Pensemos aquello como otro plano de nuestra existencia. Allí están nuestros mensajes, muchos de los cuales no quisiéramos que sean públicos porque son personales; el smartphone se preocupa de almacenar, la hora que cogimos el celular cuando amanecimos, los pasos que caminamos a nuestro trabajo; nuestros gustos en la navegación, lo que vitrineamos, lo que compramos, lo que vemos con detención pero no podemos adquirir; ese viaje que cotizamos y desechamos, las cuentas del banco, las moras y los intereses que castigan aquello;  nuestras fichas médicas y las huellas dactilares, la configuración exacta de nuestros rostros, lo que hablamos y lo que pensamos.

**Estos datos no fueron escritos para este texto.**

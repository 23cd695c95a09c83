//! Two in-memory endpoints, one echoing every stream the other opens.
//!
//! Run with: `cargo run -p muxplex --example echo-pair`

use std::sync::{Arc, Mutex};

use muxplex::endpoint::pump;
use muxplex::{Endpoint, StreamEvent, StreamProxy};

fn main() -> Result<(), muxplex::MuxError> {
    let accepted: Arc<Mutex<Vec<StreamProxy>>> = Arc::default();
    let sink = accepted.clone();
    let server = Endpoint::builder()
        .on_stream(move |stream| {
            if let Ok(mut streams) = sink.lock() {
                streams.push(stream);
            }
        })
        .build();
    let client = Endpoint::new();

    let streams = (0..3)
        .map(|_| client.create_stream())
        .collect::<Result<Vec<_>, _>>()?;
    for stream in &streams {
        stream.write(format!("hello from stream {}", stream.id()).as_bytes())?;
    }
    pump(&client, &server)?;

    // Echo whatever the server side received.
    if let Ok(peers) = accepted.lock() {
        for peer in peers.iter() {
            while let Some(StreamEvent::Data(data)) = peer.try_recv() {
                peer.write(&data)?;
            }
        }
    }
    pump(&client, &server)?;

    for stream in &streams {
        if let Some(StreamEvent::Data(data)) = stream.try_recv() {
            println!("stream {} <- {}", stream.id(), String::from_utf8_lossy(&data));
        }
        stream.end();
    }
    pump(&client, &server)?;

    println!(
        "open (local, remote) after end: client={:?} server={:?}",
        client.open_streams(),
        server.open_streams()
    );
    client.close();
    pump(&client, &server)?;
    println!("server closed: {}", server.is_closed());
    Ok(())
}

En ese mundo digital paralelo están también las tesis de grado, los estudios exitosos y los fracasados, los libros que fueron y los que no, las reflexiones científicas; y también la ficción, todas nuestras abstracciones y sueños.

Ese gran repositorio colectivo, con infinitas capas de información, con caminos recónditos y, por su vastedad, imposibles de dimensionar por nuestros cerebros individuales, es el campo de acción de las diferentes plataformas que usan la IA para traerlos a nuestra presencia de forma procesada y más fácil consumo.

La importancia de tales plataformas, ciertamente, radica en las herramientas que poseen para rastrear en ese mar infinito y desconocido la información que solicitamos. Pero aún en más importante la pregunta que hacemos, si es vaga e indefinida el resultado contará con esas mismas características.

La IA no es, como podrían esperar los pensadores antiguos, la respuesta para el futuro. Si es una herramienta para explorar, en corto tiempo y de manera digerible, el conocimiento que la humanidad ha almacenado. Es, por así decirlo, un cúmulo de respuestas del pasado que, ciertamente, permiten aventurar posibles conductas o modelos de comportamiento, de las personas y las sociedades, en escenarios futuros, no es más que eso.

Pero la IA es, de alguna manera, la versión más conservadora de nuestro conocimiento. Los refractarios del cambio de todo el mundo y en todos los tiempos, han levantado la bandera de la “economía del conocimiento” para detener las transformaciones. Se preguntan: ¿para que perder tiempo y esfuerzo en probar nuevas soluciones si las que aplicamos ya funcionan?

Las respuestas de la IA están teñidas de ese peligro.

Por una cuestión de simple aritmética, no es difícil preveer que gran parte de esos inconmensurables volúmenes de datos están impregnados de las miradas tradicionales que hasta hace unas décadas campeaban en nuestras sociedades.

Es decir que ahí está el machismo patriarcal, la intolerancia religiosa y racial, las justificación a las torturas, persecuciones, terapias de reconversión, los manuales para quienes administran campos de concentración, el discurso de odio, etc.

La IA debe ser mirada con recelo, pero no por sí misma, sino por nuestra propia historia. Veámosla como un punto de partida, como la forma de ordenar nuestras ideas, para crecer, cambiar el relato y construir una sociedad diferente.